As a program provider at the El Dorado Correctional Facility, I teach cognitive and life skills programs to offenders preparing to be released back into society, including courses on money management and family transitions as well as Thinking for a Change and Youth Entrepreneurs. I’ve also spent time as an intern at the Wichita parole office and as a corrections counselor at the Winfield Correctional Facility.
When I was a kid, I had someone very close to me go to prison. It was a heartbreaking experience. My family member chose to do the crime, so there was never any arguing against the time she was given. But she was still my family, and that was all that mattered.
When she went prison, everyday physical contact and affections were exchanged for letters, and phone conversations were impossible because the state she was incarcerated in didn’t allow minors on the facility phone list.
In her letters, she would tell me how hard it was to be away, and of how lonely and unsupported she felt at times. She would tell me about having to deal with good and bad officers, counselors and prison employees, all while trying to navigate a prison political system lacking an atmosphere conducive to mental and emotional growth.
It was then that I decided what path I would travel in my college years: I would major in criminal justice and find a place in the system where I could be a positive presence for prisoners trying to pick up the pieces of lives interrupted by incarceration.

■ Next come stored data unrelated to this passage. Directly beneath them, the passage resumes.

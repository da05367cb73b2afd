//! Newtype IDs for type-safe entity references.
//!
//! Rows in the backend are keyed by text ids. Records created by the legacy
//! browser-only build carry short numeric strings (`"1"`, `"1718000000000"`),
//! newer records carry UUIDv4 strings. Both are accepted as-is.

/// Macro to define a type-safe string ID wrapper.
///
/// Creates a newtype wrapper around `String` with:
/// - `Serialize`/`Deserialize` with `#[serde(transparent)]`
/// - `Debug`, `Clone`, `PartialEq`, `Eq`, `Hash`, `PartialOrd`, `Ord`
/// - `new()`, `generate()`, `as_str()`
/// - `Display`, `From<String>`, `From<&str>`
///
/// # Example
///
/// ```rust
/// # use ddh_masale_core::define_id;
/// define_id!(CustomerId);
/// define_id!(InvoiceId);
///
/// let customer = CustomerId::new("42");
/// let invoice = InvoiceId::generate();
///
/// assert_eq!(customer.as_str(), "42");
/// assert_ne!(invoice.as_str(), "");
/// // These are different types, so this won't compile:
/// // let _: CustomerId = invoice;
/// ```
#[macro_export]
macro_rules! define_id {
    ($name:ident) => {
        #[derive(
            Debug,
            Clone,
            PartialEq,
            Eq,
            Hash,
            PartialOrd,
            Ord,
            ::serde::Serialize,
            ::serde::Deserialize
        )]
        #[serde(transparent)]
        pub struct $name(String);

        impl $name {
            /// Wrap an existing identifier.
            #[must_use]
            pub fn new(id: impl Into<String>) -> Self {
                Self(id.into())
            }

            /// Generate a fresh random identifier.
            #[must_use]
            pub fn generate() -> Self {
                Self(::uuid::Uuid::new_v4().to_string())
            }

            /// Get the underlying identifier.
            #[must_use]
            pub fn as_str(&self) -> &str {
                &self.0
            }
        }

        impl ::core::fmt::Display for $name {
            fn fmt(&self, f: &mut ::core::fmt::Formatter<'_>) -> ::core::fmt::Result {
                f.write_str(&self.0)
            }
        }

        impl From<String> for $name {
            fn from(id: String) -> Self {
                Self(id)
            }
        }

        impl From<&str> for $name {
            fn from(id: &str) -> Self {
                Self(id.to_owned())
            }
        }

        impl From<$name> for String {
            fn from(id: $name) -> Self {
                id.0
            }
        }
    };
}

define_id!(ProductId);
define_id!(QuoteId);
define_id!(ReviewId);
define_id!(UserId);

In 2015, the Youth Entrepreneurs program hosted a class at EDCF with a small group of offenders. It was a huge success. Even though I was not involved in that initial class, I would receive communications between offenders and staff stating that they had heard about the class and wanted to participate.
In 2017, my supervisor told me that the YE program was looking to have one of our program providers trained as a YE facilitator. I immediately jumped at the chance — it took no time for me to realize that this class could not only provide an alternative route for employment, but also be the type of class to excite and motivate offenders.
Offenders are not ignorant to the future difficulties of finding a job upon release. If they struggled before incarceration, finding employment is even harder with a felony conviction popping up on every background check. But starting a business and being your own boss is a way of creating a job rather than finding one.
And that’s exactly what this course teaches students how to do, concluding with a business plan pitch to EDCF employees, YE representatives and local entrepreneurs. Past business plans have included barbershops, food trucks, restaurants, cleaning supplies, vehicle safety lights and many others.
To date, I’ve had 18 offenders between the ages of 22 and 53 complete the YE program here at EDCF. Of these 18 graduates, their release dates or parole-eligible dates range from now through September 2043. In fact, the first of these graduates is scheduled for release soon, while several more will be released in the next 12 to 24 months.
I expect good things from these individuals. Just as any teacher hopes to have touched the lives of those they prepare for the next step, I hope to have taught and motivated my students to become positive and successful members of society.
Gabe Morales is a program provider at the El Dorado Correctional Facility.